_Work to be completed:_
Pull every line containing "closed" from the entries.

::::::::

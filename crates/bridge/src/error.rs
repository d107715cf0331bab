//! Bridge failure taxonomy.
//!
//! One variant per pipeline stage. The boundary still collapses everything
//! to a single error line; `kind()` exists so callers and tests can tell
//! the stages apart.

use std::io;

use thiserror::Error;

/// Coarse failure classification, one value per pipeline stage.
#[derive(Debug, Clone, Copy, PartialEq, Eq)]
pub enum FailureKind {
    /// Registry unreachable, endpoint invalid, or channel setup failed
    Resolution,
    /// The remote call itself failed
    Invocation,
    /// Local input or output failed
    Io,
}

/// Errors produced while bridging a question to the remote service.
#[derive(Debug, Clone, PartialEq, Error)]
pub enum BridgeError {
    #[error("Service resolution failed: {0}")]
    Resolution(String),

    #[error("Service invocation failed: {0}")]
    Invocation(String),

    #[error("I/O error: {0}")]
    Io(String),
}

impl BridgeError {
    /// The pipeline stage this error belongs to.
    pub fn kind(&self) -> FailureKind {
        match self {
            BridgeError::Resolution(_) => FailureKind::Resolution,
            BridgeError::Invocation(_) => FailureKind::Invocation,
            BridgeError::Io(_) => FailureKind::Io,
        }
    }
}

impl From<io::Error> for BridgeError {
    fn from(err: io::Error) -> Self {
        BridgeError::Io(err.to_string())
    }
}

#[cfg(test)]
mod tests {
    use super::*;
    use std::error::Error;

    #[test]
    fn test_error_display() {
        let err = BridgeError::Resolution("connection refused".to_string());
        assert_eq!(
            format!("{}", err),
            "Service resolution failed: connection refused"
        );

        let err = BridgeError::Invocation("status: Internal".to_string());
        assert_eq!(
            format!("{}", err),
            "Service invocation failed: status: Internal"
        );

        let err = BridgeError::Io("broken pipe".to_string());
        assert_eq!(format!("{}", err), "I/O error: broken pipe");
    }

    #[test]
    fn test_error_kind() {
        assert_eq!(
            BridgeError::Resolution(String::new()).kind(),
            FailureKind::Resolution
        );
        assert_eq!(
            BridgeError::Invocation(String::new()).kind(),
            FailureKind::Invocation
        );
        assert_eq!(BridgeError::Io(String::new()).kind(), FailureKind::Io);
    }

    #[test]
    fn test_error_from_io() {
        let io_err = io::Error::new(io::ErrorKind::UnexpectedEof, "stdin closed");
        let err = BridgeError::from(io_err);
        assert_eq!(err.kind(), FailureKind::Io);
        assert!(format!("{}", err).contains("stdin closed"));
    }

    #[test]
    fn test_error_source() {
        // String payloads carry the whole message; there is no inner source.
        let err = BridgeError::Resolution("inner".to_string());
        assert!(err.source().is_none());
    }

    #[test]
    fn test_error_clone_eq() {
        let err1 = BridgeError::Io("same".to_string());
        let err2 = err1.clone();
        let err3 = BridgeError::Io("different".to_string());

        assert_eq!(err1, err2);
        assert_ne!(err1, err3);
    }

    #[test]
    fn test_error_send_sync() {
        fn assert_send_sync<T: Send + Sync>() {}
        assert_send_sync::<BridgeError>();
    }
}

::::::::

_Answer section:_
        let io_err = io::Error::new(io::ErrorKind::UnexpectedEof, "stdin closed");
        assert!(format!("{}", err).contains("stdin closed"));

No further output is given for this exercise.